I will provide another solution just for fun. This one I'll use something called Harmonic division, for those that are unfamiliar just google, there's a lot of papers written on this wonderful topic. Here is the 2nd proof:

Keeping $DN\cap BC=X$, we denote $AK\cap BC=M$.

If we want to prove $X$ is the midpoint of $BC$, we just need $KX\parallel BO$. Since $O$ is the midpoint of $AB$, we now just need to prove $K(X,O;B,A)$ is a harmonic pencil $\iff$ so is $K(X,C;B,M)$$\iff$ so is $N(X,C;B,M)$$\iff$$ACBD$ is a harmonic quadrilateral which is true since $BD*CA=DA*BC$. Q.E.D

These are cross ratios right? To my knowledge, I think the way you do it is wrong? Because you stated $K(X,O;B,A)$ is a harmonic pencil, but they are not concyclic or collinear, can you do that? The part from $K(X,C;B.M)$ to the $ACBD$ as a harmonic quad is correct, but then when you project the line $XCBM$, to the line $OBA$, through point $K$, you did not project $X$. Cheers!

Ok, I think I see the confusion here. Well, $KX$ is considered to intersect $AB$ at the point at infinity on $AB$, which is something new introduced in projective geometry. Despite that though, it can be checked that the cross-ratio(trig ratio) isn't affect when you have parallel lines.

@Xuming Liang
–
Alright I remember now because given two points, if the midpoint divides the segment internally, the point at infinity on that line divides it externally with the same ratio, 1. So in $K(X,O;B,A)$, you actually meant $K(KX\cap AB,O;B,A)$, where $KX\cap AB$ is actually point at infinity, and therefore the two lines are parallel. Thanks for that!

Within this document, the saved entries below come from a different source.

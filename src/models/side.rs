//! Position and order direction types.

use serde::{Deserialize, Serialize};

/// Direction of an open position.
#[derive(Debug, Clone, Copy, PartialEq, Eq, Serialize, Deserialize)]
pub enum Side {
    Long,
    Short,
}

impl Side {
    /// Order side that opens or increases a position in this direction.
    pub fn entry_order(&self) -> OrderSide {
        match self {
            Side::Long => OrderSide::Buy,
            Side::Short => OrderSide::Sell,
        }
    }

    /// Order side that reduces or closes a position in this direction.
    pub fn exit_order(&self) -> OrderSide {
        match self {
            Side::Long => OrderSide::Sell,
            Side::Short => OrderSide::Buy,
        }
    }

    /// Parse the exchange's position side string ("Buy"/"Sell").
    pub fn from_exchange(s: &str) -> Option<Self> {
        match s {
            "Buy" => Some(Side::Long),
            "Sell" => Some(Side::Short),
            _ => None,
        }
    }
}

/// Direction of an order as the exchange understands it.
#[derive(Debug, Clone, Copy, PartialEq, Eq, Serialize, Deserialize)]
pub enum OrderSide {
    Buy,
    Sell,
}

impl OrderSide {
    pub fn as_str(&self) -> &'static str {
        match self {
            OrderSide::Buy => "Buy",
            OrderSide::Sell => "Sell",
        }
    }
}
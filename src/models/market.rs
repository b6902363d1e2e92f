//! Instrument trading limits.

use rust_decimal::Decimal;
use serde::{Deserialize, Serialize};

/// Lot-size constraints for one instrument.
///
/// Fetched once per open attempt and treated as immutable for the session.
/// `step_size` is always positive; the gateway rejects instrument payloads
/// that report a zero step.
#[derive(Debug, Clone, Serialize, Deserialize)]
pub struct InstrumentLimits {
    /// Smallest order quantity the exchange accepts
    pub min_qty: Decimal,

    /// Quantity grid: orders must be an integer multiple of this
    pub step_size: Decimal,
}
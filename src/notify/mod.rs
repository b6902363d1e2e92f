//! Outbound trade notifications.

mod telegram;

pub use telegram::TelegramNotifier;

use async_trait::async_trait;

/// Fire-and-forget notification sink.
///
/// Implementations must swallow their own failures (log only): the trading
/// loop never blocks on, or reacts to, a notification outcome.
#[async_trait]
pub trait Notifier: Send + Sync {
    async fn notify(&self, text: &str);
}

/// Sink used when no notification channel is configured.
pub struct NoopNotifier;

#[async_trait]
impl Notifier for NoopNotifier {
    async fn notify(&self, _text: &str) {}
}
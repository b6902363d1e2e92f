//! Trading core: configuration, signal evaluation, order sizing, stop
//! policy and the position lifecycle manager.

mod config;
mod lifecycle;
mod signal;
mod sizer;
mod stops;

pub use config::TradeConfig;
pub use lifecycle::LifecycleManager;
pub use signal::{EntrySignal, SignalEvaluator};
pub use sizer::{initial_notional, quantize, size_attempt, SizedAttempt};
pub use stops::initial_stop;
#[cfg(test)]
mod tests {
    use std::collections::HashMap;
    use std::sync::atomic::{AtomicU32, Ordering};
    use std::sync::Mutex;

    use async_trait::async_trait;

    use crate::api::{ExchangePosition, OrderAck};
    use crate::models::{AccountBalance, Candle, OrderSide};
    use crate::notify::NoopNotifier;

    use super::*;

    #[derive(Debug, Clone, PartialEq)]
    struct RecordedOrder {
        symbol: String,
        side: OrderSide,
        qty: Decimal,
        reduce_only: bool,
    }

    struct MockGateway {
        balance: AccountBalance,
        limits: InstrumentLimits,
        prices: Mutex<HashMap<String, Decimal>>,
        reported: Mutex<Vec<ExchangePosition>>,
        orders: Mutex<Vec<RecordedOrder>>,
        stops: Mutex<Vec<(String, Decimal)>>,
        order_failures: AtomicU32,
    }

    impl MockGateway {
        fn new() -> Self {
            Self {
                balance: AccountBalance {
                    total: dec!(1000),
                    available: dec!(1000),
                    used_margin: Decimal::ZERO,
                },
                limits: InstrumentLimits {
                    min_qty: dec!(0.01),
                    step_size: dec!(0.01),
                },
                prices: Mutex::new(HashMap::new()),
                reported: Mutex::new(Vec::new()),
                orders: Mutex::new(Vec::new()),
                stops: Mutex::new(Vec::new()),
                order_failures: AtomicU32::new(0),
            }
        }

        fn set_price(&self, symbol: &str, price: Decimal) {
            self.prices.lock().unwrap().insert(symbol.to_string(), price);
        }

        fn fail_next_orders(&self, count: u32) {
            self.order_failures.store(count, Ordering::SeqCst);
        }

        fn orders(&self) -> Vec<RecordedOrder> {
            self.orders.lock().unwrap().clone()
        }
    }

    #[async_trait]
    impl ExchangeGateway for MockGateway {
        async fn get_balance(&self) -> Result<AccountBalance, GatewayError> {
            Ok(self.balance.clone())
        }

        async fn get_instrument_limits(
            &self,
            _symbol: &str,
        ) -> Result<InstrumentLimits, GatewayError> {
            Ok(self.limits.clone())
        }

        async fn get_candles(
            &self,
            _symbol: &str,
            _interval: &str,
            _limit: u32,
        ) -> Result<Vec<Candle>, GatewayError> {
            Ok(Vec::new())
        }

        async fn get_last_price(&self, symbol: &str) -> Result<Decimal, GatewayError> {
            self.prices
                .lock()
                .unwrap()
                .get(symbol)
                .copied()
                .ok_or_else(|| GatewayError::Malformed(format!("no price for {symbol}")))
        }

        async fn get_open_positions(&self) -> Result<Vec<ExchangePosition>, GatewayError> {
            Ok(self.reported.lock().unwrap().clone())
        }

        async fn place_market_order(
            &self,
            symbol: &str,
            side: OrderSide,
            qty: Decimal,
            reduce_only: bool,
        ) -> Result<OrderAck, GatewayError> {
            self.orders.lock().unwrap().push(RecordedOrder {
                symbol: symbol.to_string(),
                side,
                qty,
                reduce_only,
            });

            if self.order_failures.load(Ordering::SeqCst) > 0 {
                self.order_failures.fetch_sub(1, Ordering::SeqCst);
                return Err(GatewayError::Rejected {
                    code: 110007,
                    message: "insufficient available balance".to_string(),
                });
            }

            Ok(OrderAck {
                order_id: "mock-order".to_string(),
            })
        }

        async fn set_stop_loss(
            &self,
            symbol: &str,
            _side: Side,
            stop_price: Decimal,
        ) -> Result<(), GatewayError> {
            self.stops
                .lock()
                .unwrap()
                .push((symbol.to_string(), stop_price));
            Ok(())
        }
    }

    fn manager_with(gateway: Arc<MockGateway>) -> LifecycleManager {
        let config = TradeConfig {
            retry_delay_secs: 0,
            ..TradeConfig::default()
        };
        LifecycleManager::new(gateway, Arc::new(NoopNotifier), config)
    }

    fn long_position(symbol: &str, entry: Decimal, qty: Decimal, stop: Decimal) -> Position {
        Position::new(symbol.to_string(), Side::Long, entry, qty, stop)
    }

    fn flat_slot(symbol: &str) -> ExchangePosition {
        ExchangePosition {
            symbol: symbol.to_string(),
            side: None,
            size: Decimal::ZERO,
            entry_price: Decimal::ZERO,
            stop_loss: None,
        }
    }

    #[tokio::test]
    async fn test_entry_retry_shrinks_after_rejection() {
        let gateway = Arc::new(MockGateway::new());
        gateway.set_price("BTCUSDT", dec!(10));
        gateway.fail_next_orders(1);

        let mut manager = manager_with(gateway.clone());
        let limits = InstrumentLimits {
            min_qty: dec!(0.01),
            step_size: dec!(0.01),
        };
        manager
            .place_entry("BTCUSDT", Side::Long, dec!(1000), &limits, Some(dec!(2)))
            .await;

        // First attempt 5000 -> 4995 after commission; second shrinks the
        // target by 0.9 and deducts commission again
        let orders = gateway.orders();
        assert_eq!(orders.len(), 2);
        assert_eq!(orders[0].qty, dec!(4995.00));
        assert_eq!(orders[1].qty, dec!(4491.00));
        assert!(orders.iter().all(|o| !o.reduce_only));

        let position = manager.book.get("BTCUSDT").unwrap();
        assert_eq!(position.entry_price, dec!(10));
        assert_eq!(position.qty, dec!(4491.00));

        // ATR stop (10 - 2*1.2 = 7.6) beats the fixed 3% stop (9.7)
        assert_eq!(position.stop_loss, dec!(7.6));
        assert_eq!(gateway.stops.lock().unwrap()[0], ("BTCUSDT".to_string(), dec!(7.6)));
    }

    #[tokio::test]
    async fn test_entry_below_minimum_aborts_without_retries() {
        let gateway = Arc::new(MockGateway::new());
        gateway.set_price("BTCUSDT", dec!(10));

        let mut manager = manager_with(gateway.clone());
        let limits = InstrumentLimits {
            min_qty: dec!(100000),
            step_size: dec!(0.01),
        };
        manager
            .place_entry("BTCUSDT", Side::Long, dec!(1000), &limits, None)
            .await;

        assert!(gateway.orders().is_empty());
        assert_eq!(manager.open_positions(), 0);
    }

    #[tokio::test]
    async fn test_retry_budget_exhaustion_abandons_open() {
        let gateway = Arc::new(MockGateway::new());
        gateway.set_price("BTCUSDT", dec!(10));
        gateway.fail_next_orders(10);

        let mut manager = manager_with(gateway.clone());
        let limits = InstrumentLimits {
            min_qty: dec!(0.01),
            step_size: dec!(0.01),
        };
        manager
            .place_entry("BTCUSDT", Side::Long, dec!(1000), &limits, None)
            .await;

        assert_eq!(gateway.orders().len(), 3); // max_retries attempts
        assert_eq!(manager.open_positions(), 0);
    }

    #[tokio::test]
    async fn test_admission_control_blocks_duplicates_and_overflow() {
        let gateway = Arc::new(MockGateway::new());
        let mut manager = manager_with(gateway.clone());
        manager.config.max_positions = 1;
        manager
            .book
            .insert(long_position("BTCUSDT", dec!(100), dec!(1), dec!(97)));

        // Duplicate symbol and full book both no-op before touching the
        // gateway
        manager.try_open("BTCUSDT").await.unwrap();
        manager.try_open("ETHUSDT").await.unwrap();

        assert!(gateway.orders().is_empty());
        assert_eq!(manager.open_positions(), 1);
    }

    #[tokio::test]
    async fn test_stop_breach_closes_and_skips_other_checks() {
        let gateway = Arc::new(MockGateway::new());
        gateway.set_price("BTCUSDT", dec!(97));

        let mut manager = manager_with(gateway.clone());
        manager
            .book
            .insert(long_position("BTCUSDT", dec!(100), dec!(2), dec!(97)));

        manager.manage_positions().await;

        let orders = gateway.orders();
        assert_eq!(orders.len(), 1);
        assert_eq!(orders[0].side, OrderSide::Sell);
        assert_eq!(orders[0].qty, dec!(2));
        assert!(orders[0].reduce_only);
        assert_eq!(manager.open_positions(), 0);
    }

    #[tokio::test]
    async fn test_partial_take_profit_fires_once() {
        let gateway = Arc::new(MockGateway::new());
        gateway.set_price("BTCUSDT", dec!(101.5));

        let mut manager = manager_with(gateway.clone());
        manager
            .book
            .insert(long_position("BTCUSDT", dec!(100), dec!(2), dec!(97)));

        manager.manage_positions().await;

        let orders = gateway.orders();
        assert_eq!(orders.len(), 1);
        assert_eq!(orders[0].qty, dec!(1.00)); // half of 2
        assert!(orders[0].reduce_only);

        let position = manager.book.get("BTCUSDT").unwrap();
        assert!(position.partial_tp_done);
        assert_eq!(position.qty, dec!(1.00));
        assert_eq!(position.prev_price, dec!(101.5));

        // Same price next cycle: no second partial, no other exits
        manager.manage_positions().await;
        assert_eq!(gateway.orders().len(), 1);
        assert_eq!(manager.open_positions(), 1);
    }

    #[tokio::test]
    async fn test_reversal_exit_requires_positive_profit() {
        let gateway = Arc::new(MockGateway::new());
        gateway.set_price("BTCUSDT", dec!(99));

        let mut manager = manager_with(gateway.clone());
        manager
            .book
            .insert(long_position("BTCUSDT", dec!(100), dec!(2), dec!(90)));

        // 1% drop from prev_price 100 exceeds the 0.5% threshold, but the
        // position is under water: no exit
        manager.manage_positions().await;

        assert!(gateway.orders().is_empty());
        let position = manager.book.get("BTCUSDT").unwrap();
        assert_eq!(position.prev_price, dec!(99));
    }

    #[tokio::test]
    async fn test_reversal_exit_fires_in_profit() {
        let gateway = Arc::new(MockGateway::new());
        gateway.set_price("BTCUSDT", dec!(105));

        let mut manager = manager_with(gateway.clone());
        let mut position = long_position("BTCUSDT", dec!(100), dec!(2), dec!(90));
        position.partial_tp_done = true;
        position.prev_price = dec!(110);
        manager.book.insert(position);

        // +5% from entry, but 4.5% below the previous cycle's price
        manager.manage_positions().await;

        let orders = gateway.orders();
        assert_eq!(orders.len(), 1);
        assert_eq!(orders[0].qty, dec!(2));
        assert!(orders[0].reduce_only);
        assert_eq!(manager.open_positions(), 0);
    }

    #[tokio::test]
    async fn test_external_close_removes_without_order() {
        let gateway = Arc::new(MockGateway::new());
        let mut manager = manager_with(gateway.clone());
        manager
            .book
            .insert(long_position("BTCUSDT", dec!(100), dec!(2), dec!(97)));

        *gateway.reported.lock().unwrap() = vec![flat_slot("BTCUSDT")];

        manager.reconcile().await.unwrap();

        assert_eq!(manager.open_positions(), 0);
        assert!(gateway.orders().is_empty());
    }

    #[tokio::test]
    async fn test_reconcile_adopts_and_is_idempotent() {
        let gateway = Arc::new(MockGateway::new());
        *gateway.reported.lock().unwrap() = vec![ExchangePosition {
            symbol: "ETHUSDT".to_string(),
            side: Some(Side::Long),
            size: dec!(3),
            entry_price: dec!(2000),
            stop_loss: None,
        }];

        let mut manager = manager_with(gateway.clone());
        manager.reconcile().await.unwrap();

        let position = manager.book.get("ETHUSDT").unwrap().clone();
        assert_eq!(position.qty, dec!(3));
        // Stop defaults to entry when the exchange reports none
        assert_eq!(position.stop_loss, dec!(2000));
        assert_eq!(position.extreme_price, dec!(2000));

        // A second pass with unchanged exchange state mutates nothing
        manager.reconcile().await.unwrap();
        assert_eq!(manager.open_positions(), 1);
        let unchanged = manager.book.get("ETHUSDT").unwrap();
        assert_eq!(unchanged.qty, position.qty);
        assert_eq!(unchanged.stop_loss, position.stop_loss);
        assert_eq!(unchanged.prev_price, position.prev_price);
        assert!(gateway.orders().is_empty());
    }

    #[tokio::test]
    async fn test_reconcile_preserves_reported_stop() {
        let gateway = Arc::new(MockGateway::new());
        *gateway.reported.lock().unwrap() = vec![ExchangePosition {
            symbol: "ETHUSDT".to_string(),
            side: Some(Side::Short),
            size: dec!(1),
            entry_price: dec!(2000),
            stop_loss: Some(dec!(2060)),
        }];

        let mut manager = manager_with(gateway.clone());
        manager.reconcile().await.unwrap();

        let position = manager.book.get("ETHUSDT").unwrap();
        assert_eq!(position.side, Side::Short);
        assert_eq!(position.stop_loss, dec!(2060));
    }

    #[tokio::test]
    async fn test_price_failure_isolated_per_symbol() {
        let gateway = Arc::new(MockGateway::new());
        // Price only for ETHUSDT; BTCUSDT's fetch fails
        gateway.set_price("ETHUSDT", dec!(1900));

        let mut manager = manager_with(gateway.clone());
        manager
            .book
            .insert(long_position("BTCUSDT", dec!(100), dec!(2), dec!(97)));
        manager
            .book
            .insert(long_position("ETHUSDT", dec!(2000), dec!(1), dec!(1950)));

        // The sweep survives the failing symbol and still closes the other
        // one on its breached stop
        manager.manage_positions().await;

        let orders = gateway.orders();
        assert_eq!(orders.len(), 1);
        assert_eq!(orders[0].symbol, "ETHUSDT");
        assert_eq!(manager.open_positions(), 1);
    }
}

I won't explain the notations here, since it's pretty "universal" in projective geometry. Again, I encourage those that have never heard of Harmonic divisions to read about it.

Although the words "projective geometry" might sound intimidating to some of you, in terms of just harmonic division, I think we can keep everything Euclidean by just knowing the fact that cross-ratios are possible due to the ratios of trig angles etc. I know these make no sense but you will know what I mean once you read about it....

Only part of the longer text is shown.